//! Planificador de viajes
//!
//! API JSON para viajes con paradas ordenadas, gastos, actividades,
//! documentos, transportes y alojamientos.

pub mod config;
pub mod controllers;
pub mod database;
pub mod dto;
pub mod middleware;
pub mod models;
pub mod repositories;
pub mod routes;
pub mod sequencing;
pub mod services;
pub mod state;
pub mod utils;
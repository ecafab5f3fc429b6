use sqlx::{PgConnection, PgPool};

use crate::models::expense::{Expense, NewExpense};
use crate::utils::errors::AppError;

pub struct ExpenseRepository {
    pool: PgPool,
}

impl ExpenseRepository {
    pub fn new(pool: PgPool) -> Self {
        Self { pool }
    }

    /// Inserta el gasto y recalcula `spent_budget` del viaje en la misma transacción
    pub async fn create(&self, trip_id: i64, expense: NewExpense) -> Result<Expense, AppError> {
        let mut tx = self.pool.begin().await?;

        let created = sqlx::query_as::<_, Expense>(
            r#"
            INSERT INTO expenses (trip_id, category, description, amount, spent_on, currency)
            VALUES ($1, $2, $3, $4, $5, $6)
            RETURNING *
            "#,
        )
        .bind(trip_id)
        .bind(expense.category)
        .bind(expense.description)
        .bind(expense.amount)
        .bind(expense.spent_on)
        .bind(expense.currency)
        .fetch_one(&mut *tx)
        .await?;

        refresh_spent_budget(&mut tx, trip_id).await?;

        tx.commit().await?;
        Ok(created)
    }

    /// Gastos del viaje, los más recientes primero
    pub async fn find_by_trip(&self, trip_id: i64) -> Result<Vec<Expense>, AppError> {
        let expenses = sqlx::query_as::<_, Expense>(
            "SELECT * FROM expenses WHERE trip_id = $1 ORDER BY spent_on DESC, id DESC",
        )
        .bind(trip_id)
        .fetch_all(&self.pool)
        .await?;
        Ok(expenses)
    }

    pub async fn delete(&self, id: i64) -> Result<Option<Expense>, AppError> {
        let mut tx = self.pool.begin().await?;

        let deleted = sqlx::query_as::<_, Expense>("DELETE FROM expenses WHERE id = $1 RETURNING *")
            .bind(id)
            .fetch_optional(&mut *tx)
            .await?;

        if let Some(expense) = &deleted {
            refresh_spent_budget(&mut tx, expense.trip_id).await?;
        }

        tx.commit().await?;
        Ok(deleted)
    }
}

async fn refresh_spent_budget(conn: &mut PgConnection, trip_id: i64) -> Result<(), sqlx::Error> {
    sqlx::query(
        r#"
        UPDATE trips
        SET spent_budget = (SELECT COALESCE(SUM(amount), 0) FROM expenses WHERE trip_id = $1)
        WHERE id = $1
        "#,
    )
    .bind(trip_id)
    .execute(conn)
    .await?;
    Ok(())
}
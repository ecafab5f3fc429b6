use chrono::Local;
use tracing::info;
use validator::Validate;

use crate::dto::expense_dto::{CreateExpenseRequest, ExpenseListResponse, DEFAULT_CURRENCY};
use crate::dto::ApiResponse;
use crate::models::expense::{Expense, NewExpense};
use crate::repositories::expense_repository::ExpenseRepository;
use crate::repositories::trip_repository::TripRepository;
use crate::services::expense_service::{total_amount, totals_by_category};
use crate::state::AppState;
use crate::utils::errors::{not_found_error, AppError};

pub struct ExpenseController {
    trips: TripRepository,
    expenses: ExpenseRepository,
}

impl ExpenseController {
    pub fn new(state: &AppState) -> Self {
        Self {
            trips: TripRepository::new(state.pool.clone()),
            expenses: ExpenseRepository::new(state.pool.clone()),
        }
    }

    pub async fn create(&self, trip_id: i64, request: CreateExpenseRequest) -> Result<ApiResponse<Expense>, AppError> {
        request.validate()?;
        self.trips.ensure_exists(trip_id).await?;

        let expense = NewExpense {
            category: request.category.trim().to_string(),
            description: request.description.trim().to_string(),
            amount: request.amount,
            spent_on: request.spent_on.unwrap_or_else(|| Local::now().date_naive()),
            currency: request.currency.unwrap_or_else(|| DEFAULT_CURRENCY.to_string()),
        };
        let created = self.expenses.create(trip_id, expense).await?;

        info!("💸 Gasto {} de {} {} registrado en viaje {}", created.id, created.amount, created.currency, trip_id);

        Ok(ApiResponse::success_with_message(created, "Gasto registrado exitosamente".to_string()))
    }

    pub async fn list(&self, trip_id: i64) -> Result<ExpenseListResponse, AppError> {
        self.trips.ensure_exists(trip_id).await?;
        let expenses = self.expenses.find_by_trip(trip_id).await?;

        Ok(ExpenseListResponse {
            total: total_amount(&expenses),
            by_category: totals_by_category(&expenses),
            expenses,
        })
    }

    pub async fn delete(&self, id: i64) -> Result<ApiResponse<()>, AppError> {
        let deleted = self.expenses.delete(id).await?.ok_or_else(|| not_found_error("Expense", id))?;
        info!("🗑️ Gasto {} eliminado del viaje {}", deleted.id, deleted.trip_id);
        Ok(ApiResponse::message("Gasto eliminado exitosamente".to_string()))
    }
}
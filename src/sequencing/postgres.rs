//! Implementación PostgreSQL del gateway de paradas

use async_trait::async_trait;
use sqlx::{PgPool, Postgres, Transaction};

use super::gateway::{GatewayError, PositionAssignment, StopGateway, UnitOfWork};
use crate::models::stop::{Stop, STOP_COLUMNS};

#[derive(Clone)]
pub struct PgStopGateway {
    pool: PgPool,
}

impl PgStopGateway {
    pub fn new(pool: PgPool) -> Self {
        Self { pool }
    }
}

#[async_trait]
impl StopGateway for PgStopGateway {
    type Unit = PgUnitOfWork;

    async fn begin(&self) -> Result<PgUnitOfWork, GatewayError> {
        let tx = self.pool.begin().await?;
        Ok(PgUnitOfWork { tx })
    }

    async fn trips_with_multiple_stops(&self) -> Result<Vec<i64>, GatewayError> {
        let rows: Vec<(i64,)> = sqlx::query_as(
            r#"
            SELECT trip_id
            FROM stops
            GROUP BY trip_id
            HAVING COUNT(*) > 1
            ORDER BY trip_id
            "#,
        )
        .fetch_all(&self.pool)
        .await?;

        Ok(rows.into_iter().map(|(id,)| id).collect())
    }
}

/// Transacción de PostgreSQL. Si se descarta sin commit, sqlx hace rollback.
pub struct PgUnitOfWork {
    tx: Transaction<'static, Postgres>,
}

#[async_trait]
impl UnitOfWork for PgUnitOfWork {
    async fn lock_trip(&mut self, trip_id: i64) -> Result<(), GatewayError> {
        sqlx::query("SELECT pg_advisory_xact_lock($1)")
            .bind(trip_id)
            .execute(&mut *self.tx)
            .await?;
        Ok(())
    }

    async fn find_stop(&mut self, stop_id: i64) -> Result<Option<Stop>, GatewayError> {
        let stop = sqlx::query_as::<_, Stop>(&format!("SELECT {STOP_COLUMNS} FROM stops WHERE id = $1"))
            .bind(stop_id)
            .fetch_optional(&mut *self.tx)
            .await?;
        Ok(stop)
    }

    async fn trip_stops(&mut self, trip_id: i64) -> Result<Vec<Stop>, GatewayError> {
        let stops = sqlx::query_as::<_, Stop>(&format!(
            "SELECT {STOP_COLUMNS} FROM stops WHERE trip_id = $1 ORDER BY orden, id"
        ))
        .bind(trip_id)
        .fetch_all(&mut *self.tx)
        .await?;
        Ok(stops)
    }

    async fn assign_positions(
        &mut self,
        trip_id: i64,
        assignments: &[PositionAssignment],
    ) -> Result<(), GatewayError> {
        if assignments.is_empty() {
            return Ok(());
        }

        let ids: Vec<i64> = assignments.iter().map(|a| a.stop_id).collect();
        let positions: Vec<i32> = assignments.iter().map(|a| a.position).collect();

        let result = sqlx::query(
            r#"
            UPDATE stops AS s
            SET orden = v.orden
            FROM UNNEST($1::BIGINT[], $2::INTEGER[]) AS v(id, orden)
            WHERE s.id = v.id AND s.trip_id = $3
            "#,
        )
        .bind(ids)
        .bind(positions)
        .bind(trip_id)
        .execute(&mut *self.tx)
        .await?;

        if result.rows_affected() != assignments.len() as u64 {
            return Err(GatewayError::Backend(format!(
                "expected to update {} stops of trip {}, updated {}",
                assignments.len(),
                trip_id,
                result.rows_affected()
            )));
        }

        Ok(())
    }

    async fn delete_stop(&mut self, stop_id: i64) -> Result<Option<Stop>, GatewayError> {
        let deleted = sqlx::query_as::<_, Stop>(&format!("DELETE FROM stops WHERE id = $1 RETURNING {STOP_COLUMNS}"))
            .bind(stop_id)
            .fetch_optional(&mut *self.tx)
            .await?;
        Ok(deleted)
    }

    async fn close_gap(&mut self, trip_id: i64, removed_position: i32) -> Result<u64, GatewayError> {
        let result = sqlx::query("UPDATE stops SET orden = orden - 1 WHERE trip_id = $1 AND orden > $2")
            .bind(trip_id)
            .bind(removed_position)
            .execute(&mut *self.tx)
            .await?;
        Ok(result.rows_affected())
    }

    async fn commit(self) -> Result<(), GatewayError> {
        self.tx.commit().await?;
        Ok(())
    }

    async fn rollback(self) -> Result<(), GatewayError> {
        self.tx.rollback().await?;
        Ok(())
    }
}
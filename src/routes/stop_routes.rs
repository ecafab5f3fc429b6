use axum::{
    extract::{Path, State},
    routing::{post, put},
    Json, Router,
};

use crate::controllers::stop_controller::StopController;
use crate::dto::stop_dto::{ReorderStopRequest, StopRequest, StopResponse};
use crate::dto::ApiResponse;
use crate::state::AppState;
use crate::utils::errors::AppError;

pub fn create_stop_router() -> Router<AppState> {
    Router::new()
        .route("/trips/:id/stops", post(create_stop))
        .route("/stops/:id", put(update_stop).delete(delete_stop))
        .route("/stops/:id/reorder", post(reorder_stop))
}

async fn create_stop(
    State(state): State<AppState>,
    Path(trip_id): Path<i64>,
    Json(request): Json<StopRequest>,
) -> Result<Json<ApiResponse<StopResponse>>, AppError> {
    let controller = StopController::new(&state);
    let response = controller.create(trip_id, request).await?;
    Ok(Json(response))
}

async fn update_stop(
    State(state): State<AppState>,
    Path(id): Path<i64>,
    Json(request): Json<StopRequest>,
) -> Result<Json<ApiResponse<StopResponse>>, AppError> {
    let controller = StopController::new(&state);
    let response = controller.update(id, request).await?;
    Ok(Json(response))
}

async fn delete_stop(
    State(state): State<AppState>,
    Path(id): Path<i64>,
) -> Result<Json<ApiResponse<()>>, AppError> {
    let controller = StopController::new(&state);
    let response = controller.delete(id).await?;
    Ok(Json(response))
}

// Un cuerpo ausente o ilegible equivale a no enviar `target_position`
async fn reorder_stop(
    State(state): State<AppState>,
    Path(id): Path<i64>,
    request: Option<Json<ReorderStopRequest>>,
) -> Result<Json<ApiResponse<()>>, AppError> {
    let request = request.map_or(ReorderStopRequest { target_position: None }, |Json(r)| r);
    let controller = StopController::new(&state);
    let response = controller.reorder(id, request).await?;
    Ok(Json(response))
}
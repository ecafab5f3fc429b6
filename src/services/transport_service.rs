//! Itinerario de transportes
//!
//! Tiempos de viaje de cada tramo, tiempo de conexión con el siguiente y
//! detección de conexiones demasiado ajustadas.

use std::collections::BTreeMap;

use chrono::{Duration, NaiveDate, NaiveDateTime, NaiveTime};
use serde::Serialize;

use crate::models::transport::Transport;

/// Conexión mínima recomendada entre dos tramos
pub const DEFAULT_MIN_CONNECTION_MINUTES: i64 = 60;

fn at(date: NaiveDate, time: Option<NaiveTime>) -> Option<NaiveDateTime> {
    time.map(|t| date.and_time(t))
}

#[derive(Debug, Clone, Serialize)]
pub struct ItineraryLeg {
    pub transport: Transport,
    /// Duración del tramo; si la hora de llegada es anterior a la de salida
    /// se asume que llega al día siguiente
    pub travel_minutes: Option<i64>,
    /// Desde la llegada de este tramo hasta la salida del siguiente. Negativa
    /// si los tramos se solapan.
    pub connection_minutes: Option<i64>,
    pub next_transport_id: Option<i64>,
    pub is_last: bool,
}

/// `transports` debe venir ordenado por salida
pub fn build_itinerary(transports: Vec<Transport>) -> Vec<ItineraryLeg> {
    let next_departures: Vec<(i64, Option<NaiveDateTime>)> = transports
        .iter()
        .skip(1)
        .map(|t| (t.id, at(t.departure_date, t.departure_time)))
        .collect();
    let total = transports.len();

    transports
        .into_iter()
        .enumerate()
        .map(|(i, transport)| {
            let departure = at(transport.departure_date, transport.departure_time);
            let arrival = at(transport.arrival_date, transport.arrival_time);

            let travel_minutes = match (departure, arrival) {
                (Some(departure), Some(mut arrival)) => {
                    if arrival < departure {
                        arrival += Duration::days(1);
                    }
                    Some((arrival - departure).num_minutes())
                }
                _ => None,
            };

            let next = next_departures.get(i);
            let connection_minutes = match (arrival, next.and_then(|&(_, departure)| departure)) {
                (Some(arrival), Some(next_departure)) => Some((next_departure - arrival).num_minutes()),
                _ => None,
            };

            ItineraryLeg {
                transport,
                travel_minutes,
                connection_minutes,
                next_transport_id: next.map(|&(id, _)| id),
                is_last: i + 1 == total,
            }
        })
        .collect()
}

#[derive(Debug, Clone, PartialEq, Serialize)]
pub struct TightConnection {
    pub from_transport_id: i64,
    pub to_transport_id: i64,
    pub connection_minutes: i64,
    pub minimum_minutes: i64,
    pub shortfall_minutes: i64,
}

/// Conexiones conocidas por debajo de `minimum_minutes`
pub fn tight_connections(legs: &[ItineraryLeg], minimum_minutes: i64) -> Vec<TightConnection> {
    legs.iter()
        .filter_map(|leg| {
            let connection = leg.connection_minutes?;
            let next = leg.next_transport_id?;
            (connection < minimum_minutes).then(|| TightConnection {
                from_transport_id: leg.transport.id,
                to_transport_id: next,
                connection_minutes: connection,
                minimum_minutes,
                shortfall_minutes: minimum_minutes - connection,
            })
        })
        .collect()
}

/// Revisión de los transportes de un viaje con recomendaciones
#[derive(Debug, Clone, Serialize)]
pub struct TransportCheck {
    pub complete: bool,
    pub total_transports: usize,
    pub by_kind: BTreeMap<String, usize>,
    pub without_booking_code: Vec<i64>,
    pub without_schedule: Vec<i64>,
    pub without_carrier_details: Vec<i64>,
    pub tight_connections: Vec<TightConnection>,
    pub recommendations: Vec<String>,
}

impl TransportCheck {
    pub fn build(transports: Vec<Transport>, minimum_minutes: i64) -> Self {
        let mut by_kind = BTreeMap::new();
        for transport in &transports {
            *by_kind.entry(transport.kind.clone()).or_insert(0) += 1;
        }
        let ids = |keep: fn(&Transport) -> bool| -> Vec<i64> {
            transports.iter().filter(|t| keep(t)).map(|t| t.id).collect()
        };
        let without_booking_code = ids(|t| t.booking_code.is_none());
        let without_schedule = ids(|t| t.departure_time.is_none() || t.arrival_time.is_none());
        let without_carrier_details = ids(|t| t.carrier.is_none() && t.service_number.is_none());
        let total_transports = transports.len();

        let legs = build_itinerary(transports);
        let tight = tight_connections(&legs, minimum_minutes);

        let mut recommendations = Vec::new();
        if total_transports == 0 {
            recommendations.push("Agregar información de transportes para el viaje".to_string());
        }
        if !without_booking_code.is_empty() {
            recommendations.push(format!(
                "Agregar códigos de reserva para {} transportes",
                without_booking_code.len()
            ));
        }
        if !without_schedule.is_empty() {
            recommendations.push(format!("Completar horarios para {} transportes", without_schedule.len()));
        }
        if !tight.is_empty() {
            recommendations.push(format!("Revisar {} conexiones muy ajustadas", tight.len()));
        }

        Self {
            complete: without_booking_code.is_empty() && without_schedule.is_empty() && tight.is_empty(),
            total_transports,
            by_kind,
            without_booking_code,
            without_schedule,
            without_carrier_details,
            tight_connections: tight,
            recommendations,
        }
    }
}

────────────────

*What the task requires*. Return every line from the entries above that includes the word "WHERE".

*Response to the exercise*.
            "SELECT * FROM expenses WHERE trip_id = $1 ORDER BY spent_on DESC, id DESC",
        let deleted = sqlx::query_as::<_, Expense>("DELETE FROM expenses WHERE id = $1 RETURNING *")
        SET spent_budget = (SELECT COALESCE(SUM(amount), 0) FROM expenses WHERE trip_id = $1)
        WHERE id = $1
        let stop = sqlx::query_as::<_, Stop>(&format!("SELECT {STOP_COLUMNS} FROM stops WHERE id = $1"))
            "SELECT {STOP_COLUMNS} FROM stops WHERE trip_id = $1 ORDER BY orden, id"
            WHERE s.id = v.id AND s.trip_id = $3
        let deleted = sqlx::query_as::<_, Stop>(&format!("DELETE FROM stops WHERE id = $1 RETURNING {STOP_COLUMNS}"))
        let result = sqlx::query("UPDATE stops SET orden = orden - 1 WHERE trip_id = $1 AND orden > $2")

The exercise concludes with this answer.